Bila menggunakan corticotropin (terutama dengan pemberian jangka panjang dosis besar) dapat efek samping: kecenderungan untuk menunda dalam tubuh air, natrium dan klorin ion dengan perkembangan edema dan peningkatan tekanan darah, takikardia, amplifikasi berlebihan metabolisme protein nitrogen negatif keseimbangan, agitasi, insomnia dan gangguan lain dari sistem saraf pusat, hirsutisme moderat, gangguan menstruasi. Mungkin ada jaringan parut yang tertunda dari luka dan ulserasi selaput lendir saluran pencernaan, eksaserbasi fokus tersembunyi dari infeksi; pada anak-anak - penghambatan pertumbuhan. Fenomena diabetes adalah mungkin, dan dengan diabetes yang ada - peningkatan hiperglikemia dan ketosis, serta reaksi alergi, yang memerlukan penghentian obat.

Corticotropin kontraindikasi pada bentuk parah dari hipertensi dan penyakit Cushing, kehamilan, kegagalan sirkulasi tahap III, endokarditis akut, psikosis, nefritis, osteoporosis, ulkus lambung dan ulkus duodenum, setelah operasi baru-baru ini, sifilis, bentuk aktif dari tuberkulosis (dalam ketiadaan pengobatan khusus), pada diabetes mellitus, reaksi alergi terhadap corticotropin dalam sejarah.

Jadi, setelah menganalisa farmakologi hormon yang berkaitan dengan persiapan doping, turunan dan analognya, kita dapat menyatakan yang berikut.
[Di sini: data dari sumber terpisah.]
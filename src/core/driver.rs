//! Native driver capability set
//!
//! These traits describe what a relational database driver exposes: connections,
//! commands, transactions and data readers. Drivers implement them, and the logging
//! wrappers in [`crate::wrapper`] implement them again on top of a driver so that a
//! wrapped object can stand in anywhere a native one is expected.
//!
//! Connections and transactions are session handles: cloning one yields another
//! handle to the same underlying session. Commands are exclusively owned.

use super::database_types::{CommandBehavior, CommandType, ConnectionState, IsolationLevel};
use super::parameter::{Parameter, ParameterCollection};
use super::value::DatabaseValue;
use async_trait::async_trait;
use std::time::Duration;
use tokio_util::sync::CancellationToken;

/// A connection to a database session
#[async_trait]
pub trait Connection: Clone + Send {
    /// Error type of the driver
    type Error: std::error::Error + Send + Sync + 'static;

    /// Transaction handle created by [`Connection::begin_transaction`]
    type Transaction: Transaction<Error = Self::Error>;

    /// Command created by [`Connection::create_command`]
    type Command: Command<Connection = Self, Transaction = Self::Transaction, Error = Self::Error>;

    /// Connection string used to open the session
    fn connection_string(&self) -> String;

    /// Replace the connection string
    ///
    /// Drivers may refuse this while the connection is open.
    fn set_connection_string(&mut self, connection_string: &str) -> Result<(), Self::Error>;

    /// Time to wait while establishing a connection
    fn connection_timeout(&self) -> Duration;

    /// Name of the current database
    fn database(&self) -> String;

    /// Name of the server or file the connection targets
    fn data_source(&self) -> String;

    /// Version string reported by the server
    fn server_version(&self) -> String;

    /// Current state, always read live from the session
    fn state(&self) -> ConnectionState;

    /// Open the session
    fn open(&mut self) -> Result<(), Self::Error>;

    /// Open the session without blocking the caller's task
    ///
    /// The default implementation opens synchronously.
    async fn open_async(&mut self, cancel: &CancellationToken) -> Result<(), Self::Error> {
        let _ = cancel;
        self.open()
    }

    /// Close the session
    fn close(&mut self) -> Result<(), Self::Error>;

    /// Switch the current database of an open session
    fn change_database(&mut self, database: &str) -> Result<(), Self::Error>;

    /// Start a transaction on the session
    fn begin_transaction(&mut self, level: IsolationLevel) -> Result<Self::Transaction, Self::Error>;

    /// Create a command bound to this connection
    fn create_command(&self) -> Self::Command;
}

/// A transaction on a connection's session
pub trait Transaction: Clone + Send {
    /// Error type of the driver
    type Error: std::error::Error + Send + Sync + 'static;

    /// Isolation level the transaction was started with
    fn isolation_level(&self) -> IsolationLevel;

    /// Commit the transaction
    fn commit(&mut self) -> Result<(), Self::Error>;

    /// Roll the transaction back
    fn rollback(&mut self) -> Result<(), Self::Error>;
}

/// A SQL statement together with its bound parameters
#[async_trait]
pub trait Command: Send {
    /// Error type of the driver
    type Error: std::error::Error + Send + Sync + 'static;

    /// Connection type this command runs on
    type Connection: Send;

    /// Transaction type this command can be enlisted in
    type Transaction: Send;

    /// Reader returned by [`Command::execute_reader`]
    type Reader: DataReader<Error = Self::Error>;

    /// SQL text
    fn command_text(&self) -> &str;

    /// Replace the SQL text
    fn set_command_text(&mut self, text: &str);

    /// Time to wait for the command to execute
    fn command_timeout(&self) -> Duration;

    /// Replace the command timeout
    fn set_command_timeout(&mut self, timeout: Duration);

    /// How the command text is interpreted
    fn command_type(&self) -> CommandType;

    /// Replace the command type
    fn set_command_type(&mut self, command_type: CommandType);

    /// Connection the command runs on
    fn connection(&self) -> Option<&Self::Connection>;

    /// Attach the command to a connection, or detach it with `None`
    fn set_connection(&mut self, connection: Option<Self::Connection>);

    /// Transaction the command is enlisted in
    fn transaction(&self) -> Option<&Self::Transaction>;

    /// Enlist the command in a transaction, or clear it with `None`
    fn set_transaction(&mut self, transaction: Option<Self::Transaction>);

    /// Bound parameters
    fn parameters(&self) -> &ParameterCollection;

    /// Bound parameters, mutably
    fn parameters_mut(&mut self) -> &mut ParameterCollection;

    /// Create a new, unattached parameter
    fn create_parameter(&self) -> Parameter;

    /// Prepare the statement on the data source
    fn prepare(&mut self) -> Result<(), Self::Error>;

    /// Attempt to cancel a running execution
    fn cancel(&self);

    /// Execute and return a reader over the results
    fn execute_reader(&mut self, behavior: CommandBehavior) -> Result<Self::Reader, Self::Error>;

    /// Execute and return the number of affected rows
    fn execute_non_query(&mut self) -> Result<u64, Self::Error>;

    /// Execute and return the first column of the first row, `None` when there are no rows
    fn execute_scalar(&mut self) -> Result<Option<DatabaseValue>, Self::Error>;

    /// Asynchronous [`Command::execute_reader`]
    async fn execute_reader_async(
        &mut self,
        behavior: CommandBehavior,
        cancel: &CancellationToken,
    ) -> Result<Self::Reader, Self::Error>;

    /// Asynchronous [`Command::execute_non_query`]
    async fn execute_non_query_async(&mut self, cancel: &CancellationToken) -> Result<u64, Self::Error>;

    /// Asynchronous [`Command::execute_scalar`]
    async fn execute_scalar_async(
        &mut self,
        cancel: &CancellationToken,
    ) -> Result<Option<DatabaseValue>, Self::Error>;
}

/// Forward-only cursor over a command's results
pub trait DataReader: Send {
    /// Error type of the driver
    type Error: std::error::Error + Send + Sync + 'static;

    /// Number of columns in the current result
    fn field_count(&self) -> usize;

    /// Name of the column at `ordinal`
    fn column_name(&self, ordinal: usize) -> Option<&str>;

    /// Position of the column named `name`
    fn ordinal(&self, name: &str) -> Option<usize> {
        (0..self.field_count()).find(|&i| self.column_name(i) == Some(name))
    }

    /// Advance to the next row, returning `false` when exhausted
    fn read(&mut self) -> Result<bool, Self::Error>;

    /// Value of the column at `ordinal` in the current row
    fn get(&self, ordinal: usize) -> Option<&DatabaseValue>;

    /// Rows changed by the statement, `None` for read-only statements
    fn records_affected(&self) -> Option<u64>;
}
Semuanya banyak digunakan dalam praktek pelatihan olahraga, dan pada saat yang sama - dalam banyak kasus - mereka praktis tidak ditentukan selama berlalunya kontrol doping. Kebanyakan ahli dalam kedokteran olahraga untuk penggunaan gonadotropin dan faktor gonadotropin-releasing sebagai sarana meningkatkan kadar testosteron tubuh negatif: tidak ada "normalisasi" efek pada keadaan fungsional dari sistem neuroendokrin, seperti yang dapat dilihat dari semua di atas, mereka tidak memiliki, dan hanya memperpanjang "penderitaan", sementara menyingkirkan, tetapi juga memperdalam lubang "pasca-steroid". Selain itu, stimulasi berlebihan dari sistem hipotalamus-pituitari dan testis penuh dengan efek samping yang sangat berbahaya, hingga perkembangan oncopathology. Oleh karena itu, larangan penggunaannya dalam olahraga benar-benar dibenarkan.

Adapun persiapan dari erythropoietin, hormon pertumbuhan, insulin-like growth factor-1, insulin dan ACTH, dari brondong jelas bahwa larangan penggunaannya dalam olahraga kurang ilmiah dibuktikan: data ilmiah terlalu sedikit, untuk membuat mereka tentu berbahaya bagi organisme olahragawan berolahraga. Namun, karena obat-obatan ini dilarang, mereka tidak boleh digunakan oleh atlet.

Artikel Lain Tentang Tiroid

Kami menyarankan Anda mengindahkan pertanyaan, sehingga untuk berbicara, yang telah membuat sakit semua orang: dari mana ekspresi "Sumpah Hipokrates" berasal.

Beberapa penyakit dapat menyebabkan hypercalcemia - peningkatan kalsium dalam darah, yang seiring waktu akan menyebabkan perkembangan masalah kesehatan lainnya.

Dalam mencari kebahagiaan, kita siap untuk "memindahkan gunung", mengatasi semua kesulitan hidup, tapi anehnya, dari sudut pandang medis, "kebahagiaan" hanyalah reaksi kimia dari tubuh, yang terjadi karena produksi hormon, yaitu serotonin dan endorphin.